The Summer Institute on Teaching 2021 took place June 2nd and 3rd was held virtually, but still brought our teaching community together in a big way.

SIT 2021 by the numbers:

306 Unique registrants
67 Facilitators across 19 unique sessions
286 Unique attendees across both days
93% …of those registered attended the event
207 Keynote attendees on day 1

 

What we learned…

If you missed SIT this year, or weren’t able to attend all of the sessions, we’ve compiled some of our big takeaways:

  1. Annotation is already happening all around us- you can harness it for your teaching. Remi Kalir showed us how inviting students to annotate the course syllabus creates a foundation for learning based on openness, curiosity, and care.
  2. Today’s college students face unique challenges to their success outside the classroom. Understanding the pressures of those external factors can help us design courses with greater compassion and ultimately better outcomes for your students.
  3. Students may struggle engaging in conversations about social justice for many reasons, but a major issue for many students is an insufficient ability to identify misinformation.
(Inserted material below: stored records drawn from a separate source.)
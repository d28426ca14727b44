//! # Baixiao — RAG chat assistant backend
//!
//! Usage:
//!   baixiao                                  # Serve HTTP :5000 and WebSocket :5001
//!   baixiao serve --http-port 8000           # Custom ports
//!   baixiao ingest ./library/notes.md https://example.com/faq
//!
//! Configuration is read from `$BAIXIAO_CONFIG` or `~/.baixiao/config.toml`;
//! `DASHSCOPE_API_KEY` / `DASHSCOPE_API_BASE` override the provider settings.

use anyhow::Result;
use baixiao_core::config::BaixiaoConfig;
use clap::{Parser, Subcommand};
use std::path::PathBuf;
use tracing_subscriber::EnvFilter;

#[derive(Parser)]
#[command(
    name = "baixiao",
    version,
    about = "🐱 Baixiao — retrieval-augmented chat assistant"
)]
struct Cli {
    #[command(subcommand)]
    command: Option<Command>,

    /// Config file (default: $BAIXIAO_CONFIG or ~/.baixiao/config.toml)
    #[arg(short, long, global = true)]
    config: Option<PathBuf>,

    /// Verbose logging
    #[arg(short, long, global = true)]
    verbose: bool,
}

#[derive(Subcommand)]
enum Command {
    /// Start the HTTP (SSE) and WebSocket servers
    Serve {
        /// Bind address
        #[arg(long)]
        host: Option<String>,

        /// HTTP port
        #[arg(long)]
        http_port: Option<u16>,

        /// WebSocket port
        #[arg(long)]
        ws_port: Option<u16>,
    },
    /// Add files or URLs to the knowledge base and exit
    Ingest {
        /// File paths (.txt, .md) or http(s) URLs
        #[arg(required = true)]
        sources: Vec<String>,
    },
}

fn load_config(path: Option<PathBuf>) -> Result<BaixiaoConfig> {
    let Some(path) = path else {
        return Ok(BaixiaoConfig::load()?);
    };
    tracing::info!("📄 Loading config from {}", path.display());
    let mut config = BaixiaoConfig::load_from(&path)?;
    config.apply_env();
    Ok(config)
}

#[tokio::main]
async fn main() -> Result<()> {
    let cli = Cli::parse();

    // Initialize logging
    let filter = if cli.verbose {
        "baixiao=debug,baixiao_gateway=debug,baixiao_agent=debug,baixiao_knowledge=debug,baixiao_providers=debug,tower_http=debug"
    } else {
        "baixiao=info,baixiao_gateway=info,baixiao_agent=info,baixiao_knowledge=info,baixiao_providers=info"
    };
    tracing_subscriber::fmt()
        .with_env_filter(EnvFilter::try_from_default_env().unwrap_or_else(|_| EnvFilter::new(filter)))
        .with_target(false)
        .init();

    let mut config = load_config(cli.config)?;

    match cli.command {
        None => serve(config).await,
        Some(Command::Serve {
            host,
            http_port,
            ws_port,
        }) => {
            if let Some(host) = host {
                config.gateway.host = host;
            }
            if let Some(port) = http_port {
                config.gateway.http_port = port;
            }
            if let Some(port) = ws_port {
                config.gateway.ws_port = port;
            }
            serve(config).await
        }
        Some(Command::Ingest { sources }) => ingest(config, sources).await,
    }
}

async fn serve(config: BaixiaoConfig) -> Result<()> {
    println!("🐱 {} v{}", config.identity.name, env!("CARGO_PKG_VERSION"));
    println!("   🌐 HTTP:      http://{}:{}", config.gateway.host, config.gateway.http_port);
    println!("   🔌 WebSocket: ws://{}:{}", config.gateway.host, config.gateway.ws_port);
    println!("   🧠 Model:     {}", config.llm.chat_model);
    println!();

    baixiao_gateway::start(&config).await
}

async fn ingest(config: BaixiaoConfig, sources: Vec<String>) -> Result<()> {
    let services = baixiao_gateway::build_services(&config)?;
    let ingestor = services.ingestor.clone();
    let report = tokio::task::spawn_blocking(move || ingestor.ingest(&sources)).await?;

    println!("📚 Knowledge base updated");
    println!("   ✅ Sources ingested: {}", report.sources_ok);
    println!("   🧩 Chunks stored:    {}", report.chunks_stored);
    for failed in &report.sources_failed {
        println!("   ❌ {}: {}", failed.source, failed.error);
    }
    let (sources, chunks) = services.store.stats();
    println!("   Total: {sources} sources, {chunks} chunks");

    if report.sources_ok == 0 && !report.sources_failed.is_empty() {
        anyhow::bail!("no source could be ingested");
    }
    Ok(())
}
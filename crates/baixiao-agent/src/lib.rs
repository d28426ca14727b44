//! # Baixiao Agent
//!
//! The session layer: builds a grounded prompt from retrieved passages and
//! chat history, drives the streaming generation call and turns it into a
//! transport-agnostic `StreamEvent` sequence.

pub mod prompt;
pub mod session;

pub use prompt::{NO_CONTEXT, PromptAssembler};
pub use session::{ChatOrchestrator, EventStream};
You can model good info literacy in these situations by saying, “I don’t know…” and then describing where you would go for accurate information.
  4. Oral Exams are a great online assessment option! They can work especially well in smaller classes. Faculty can connect with students one-on-one, which is especially valuable for a course that has not met on campus.
  5. Students, especially first-year students, may need help “learning how to learn.” This will look different in every course, but supports for reflection, organizing information, and identifying misinformation will help all students be more successful.
  6. Alternative assessments are here to stay. While teaching remotely during the pandemic, one engineering instructor experimented with reflection papers in lieu of online testing solutions. Student responses were thoughtful and students provided feedback in their course evaluations expressing how the writing assignments increased their engagement with course materials. This instructor will continue using this method of alternative assessment when he returns to teaching on campus this fall.
  7. Lessons from those who taught on campus in Spring 2021: At this point we don’t know what Covid requirements will be in place in the fall. Faculty who taught on campus this spring shared challenges that they faced and offered strategies for overcoming these challenges. One difficulty of students wearing masks is that it’s extremely difficult to recognize students and learn their names. Creating name cards and having students display those on their desks, along with creating seating charts, can be helpful in learning student names. Another difficulty with mask wearing is that you can become breathless when teaching in a mask. You might consider using a microphone when you hadn’t used a microphone previously. In addition to these challenges, it may be helpful to think about the structure of your in-person fall courses and how they may be affected by Covid requirements.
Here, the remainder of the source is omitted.